Creatine modulates cellular energy metabolism and protects against cancer cachexia-associated muscle wasting

Lulu Wei; Ranran Wang; Kai Lin; Xiaolu Jin; Li Li; Junaid Wazir; Wenyuan Pu; Panpan Lian; Renwei Lu; Shiyu Song; Quan Zhao; Jiabin Li; Hongwei Wang

doi:10.3389/fphar.2022.1086662

Creatine modulates cellular energy metabolism and protects against cancer cachexia-associated muscle wasting

Front Pharmacol. 2022 Dec 7:13:1086662. doi: 10.3389/fphar.2022.1086662. eCollection 2022.

Authors

Lulu Wei^{1

2}, Ranran Wang^{1

2}, Kai Lin^{1

2}, Xiaolu Jin³, Li Li^{1

2}, Junaid Wazir^{1

2}, Wenyuan Pu^{1

2}, Panpan Lian^{1

2}, Renwei Lu^{1

2}, Shiyu Song^{1

2}, Quan Zhao⁴, Jiabin Li³, Hongwei Wang^{1

2}

Affiliations

¹ State Key Laboratory of Analytical Chemistry for Life Science, Medical School of Nanjing University, Nanjing, China.
² Center for Translational Medicine and Jiangsu Key Laboratory of Molecular Medicine, Medical School of Nanjing University, Nanjing, China.
³ Department of Central Laboratory, Yancheng Medical Research Center of Nanjing University Medical School, The First People's Hospital of Yancheng, Yancheng, China.
⁴ The State Key Laboratory of Pharmaceutical Biotechnology, School of Life Sciences, Nanjing University, Nanjing, China.

Abstract

Cancer cachexia is a multifactorial syndrome defined by progressive loss of body weight with specific depletion of skeletal muscle and adipose tissue. Since there are no FDA-approved drugs that are available, nutritional intervention is recommended as a supporting therapy. Creatine supplementation has an ergogenic effect in various types of sports training, but the regulatory effects of creatine supplementation in cancer cachexia remain unknown. In this study, we investigated the impact of creatine supplementation on cachectic weight loss and muscle loss protection in a tumor-bearing cachectic mouse model, and the underlying molecular mechanism of body weight protection was further assessed. We observed decreased serum creatine levels in patients with cancer cachexia, and the creatine content in skeletal muscle was also significantly decreased in cachectic skeletal muscle in the C26 tumor-bearing mouse model. Creatine supplementation protected against cancer cachexia-associated body weight loss and muscle wasting and induced greater improvements in grip strength.
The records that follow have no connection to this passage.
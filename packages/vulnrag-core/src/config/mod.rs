//! Configuration System
//!
//! Three levels, from simplest to most explicit:
//! - Level 1: Preset - `RetrievalConfig::preset(Preset::Fast)`
//! - Level 2: Field override - mutate the returned struct
//! - Level 3: YAML v1 file - `RetrievalConfig::from_yaml("vulnrag.yaml")`
//!
//! # Examples
//!
//! ```rust,ignore
//! use vulnrag_core::config::{Preset, RetrievalConfig};
//!
//! let mut config = RetrievalConfig::preset(Preset::Balanced);
//! config.top_k = 5;
//! config.validate()?;
//!
//! let config = RetrievalConfig::from_yaml("team.yaml")?;
//! ```
//!
//! ```yaml
//! version: 1
//! preset: thorough
//! overrides:
//!   artifacts_dir: data/index
//!   weights: { structural: 0.4, lexical: 0.3, embedding: 0.3 }
//!   cache: { backend: sqlite, path: .vulnrag/cache.db, flush_every: 1 }
//! ```
//!
//! The embedding API key is read from the environment, never from YAML.

pub mod error;
pub mod io;
pub mod preset;
pub mod retrieval_config;
pub mod sections;

// Re-exports
pub use error::{ConfigError, ConfigResult};
pub use io::{ConfigExportV1, ConfigOverrides};
pub use preset::Preset;
pub use retrieval_config::RetrievalConfig;
pub use sections::{validate_weights, CacheBackend, CacheConfig, CpgConfig, EmbeddingConfig};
Mechanistically, creatine treatment altered the dysfunction and morphological abnormalities of mitochondria, thus protecting against cachectic muscle wasting by inhibiting the abnormal overactivation of the ubiquitin proteasome system (UPS) and autophagic lysosomal system (ALS). In addition, electron microscopy revealed that creatine supplementation alleviated the observed increase in the percentage of damaged mitochondria in C26 mice, indicating that nutritional intervention with creatine supplementation effectively counteracts mitochondrial dysfunction to mitigate muscle loss in cancer cachexia. These results uncover a previously uncharacterized role for creatine in cachectic muscle wasting by modulating cellular energy metabolism to reduce the level of muscle cell atrophy.

Keywords: autophagy; cancer cachexia; metabolism; mitochondria; ubiquitination.